(REQUIRED WORK): Output all the data exactly as it appears below.
###
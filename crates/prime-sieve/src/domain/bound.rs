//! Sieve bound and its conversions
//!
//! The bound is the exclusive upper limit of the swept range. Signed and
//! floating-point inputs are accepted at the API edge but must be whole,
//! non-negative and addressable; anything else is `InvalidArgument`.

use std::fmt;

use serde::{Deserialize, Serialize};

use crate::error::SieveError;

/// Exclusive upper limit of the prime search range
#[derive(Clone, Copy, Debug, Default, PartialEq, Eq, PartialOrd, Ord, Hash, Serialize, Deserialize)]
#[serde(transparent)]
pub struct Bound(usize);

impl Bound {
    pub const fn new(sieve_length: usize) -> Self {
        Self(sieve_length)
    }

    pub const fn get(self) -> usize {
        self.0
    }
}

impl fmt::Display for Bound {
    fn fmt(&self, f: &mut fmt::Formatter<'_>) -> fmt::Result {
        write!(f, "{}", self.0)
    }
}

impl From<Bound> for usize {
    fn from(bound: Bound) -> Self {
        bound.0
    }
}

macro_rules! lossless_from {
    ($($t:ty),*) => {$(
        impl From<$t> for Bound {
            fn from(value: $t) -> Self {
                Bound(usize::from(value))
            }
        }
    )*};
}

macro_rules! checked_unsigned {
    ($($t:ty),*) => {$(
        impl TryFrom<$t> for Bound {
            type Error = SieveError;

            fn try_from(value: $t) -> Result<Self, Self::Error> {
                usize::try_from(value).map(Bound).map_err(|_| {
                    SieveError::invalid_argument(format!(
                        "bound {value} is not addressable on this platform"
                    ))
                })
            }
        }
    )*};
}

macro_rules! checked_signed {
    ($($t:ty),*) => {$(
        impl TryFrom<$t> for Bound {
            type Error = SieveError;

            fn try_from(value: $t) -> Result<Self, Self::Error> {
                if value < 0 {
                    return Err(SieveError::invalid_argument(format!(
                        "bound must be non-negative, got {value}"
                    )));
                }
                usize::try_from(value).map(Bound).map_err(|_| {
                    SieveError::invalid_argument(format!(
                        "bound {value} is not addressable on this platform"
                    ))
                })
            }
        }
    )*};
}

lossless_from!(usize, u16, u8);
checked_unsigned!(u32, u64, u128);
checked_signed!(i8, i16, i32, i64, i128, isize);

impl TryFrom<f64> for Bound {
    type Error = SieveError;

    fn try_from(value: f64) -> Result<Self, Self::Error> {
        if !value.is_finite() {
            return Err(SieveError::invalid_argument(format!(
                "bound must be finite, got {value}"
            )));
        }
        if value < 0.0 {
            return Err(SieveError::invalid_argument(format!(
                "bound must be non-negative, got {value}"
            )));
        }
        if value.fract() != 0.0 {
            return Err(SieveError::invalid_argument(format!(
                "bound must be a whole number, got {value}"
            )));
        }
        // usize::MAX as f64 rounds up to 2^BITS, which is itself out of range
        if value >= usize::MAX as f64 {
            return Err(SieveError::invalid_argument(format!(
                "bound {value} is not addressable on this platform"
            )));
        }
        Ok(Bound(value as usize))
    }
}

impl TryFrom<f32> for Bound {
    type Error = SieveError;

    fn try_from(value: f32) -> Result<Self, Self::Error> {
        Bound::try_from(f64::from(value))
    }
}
###
(WRITTEN RESPONSE):
filename crates/prime-sieve/src/domain/bound.rs
//! Sieve bound and its conversions
//!
//! The bound is the exclusive upper limit of the swept range. Signed and
//! floating-point inputs are accepted at the API edge but must be whole,
//! non-negative and addressable; anything else is `InvalidArgument`.

use std::fmt;

use serde::{Deserialize, Serialize};

use crate::error::SieveError;

/// Exclusive upper limit of the prime search range
#[derive(Clone, Copy, Debug, Default, PartialEq, Eq, PartialOrd, Ord, Hash, Serialize, Deserialize)]
#[serde(transparent)]
pub struct Bound(usize);

impl Bound {
    pub const fn new(sieve_length: usize) -> Self {
        Self(sieve_length)
    }

    pub const fn get(self) -> usize {
        self.0
    }
}

impl fmt::Display for Bound {
    fn fmt(&self, f: &mut fmt::Formatter<'_>) -> fmt::Result {
        write!(f, "{}", self.0)
    }
}

impl From<Bound> for usize {
    fn from(bound: Bound) -> Self {
        bound.0
    }
}

macro_rules! lossless_from {
    ($($t:ty),*) => {$(
        impl From<$t> for Bound {
            fn from(value: $t) -> Self {
                Bound(usize::from(value))
            }
        }
    )*};
}

macro_rules! checked_unsigned {
    ($($t:ty),*) => {$(
        impl TryFrom<$t> for Bound {
            type Error = SieveError;

            fn try_from(value: $t) -> Result<Self, Self::Error> {
                usize::try_from(value).map(Bound).map_err(|_| {
                    SieveError::invalid_argument(format!(
                        "bound {value} is not addressable on this platform"
                    ))
                })
            }
        }
    )*};
}

macro_rules! checked_signed {
    ($($t:ty),*) => {$(
        impl TryFrom<$t> for Bound {
            type Error = SieveError;

            fn try_from(value: $t) -> Result<Self, Self::Error> {
                if value < 0 {
                    return Err(SieveError::invalid_argument(format!(
                        "bound must be non-negative, got {value}"
                    )));
                }
                usize::try_from(value).map(Bound).map_err(|_| {
                    SieveError::invalid_argument(format!(
                        "bound {value} is not addressable on this platform"
                    ))
                })
            }
        }
    )*};
}

lossless_from!(usize, u16, u8);
checked_unsigned!(u32, u64, u128);
checked_signed!(i8, i16, i32, i64, i128, isize);

impl TryFrom<f64> for Bound {
    type Error = SieveError;

    fn try_from(value: f64) -> Result<Self, Self::Error> {
        if !value.is_finite() {
            return Err(SieveError::invalid_argument(format!(
                "bound must be finite, got {value}"
            )));
        }
        if value < 0.0 {
            return Err(SieveError::invalid_argument(format!(
                "bound must be non-negative, got {value}"
            )));
        }
        if value.fract() != 0.0 {
            return Err(SieveError::invalid_argument(format!(
                "bound must be a whole number, got {value}"
            )));
        }
        // usize::MAX as f64 rounds up to 2^BITS, which is itself out of range
        if value >= usize::MAX as f64 {
            return Err(SieveError::invalid_argument(format!(
                "bound {value} is not addressable on this platform"
            )));
        }
        Ok(Bound(value as usize))
    }
}

impl TryFrom<f32> for Bound {
    type Error = SieveError;

    fn try_from(value: f32) -> Result<Self, Self::Error> {
        Bound::try_from(f64::from(value))
    }
}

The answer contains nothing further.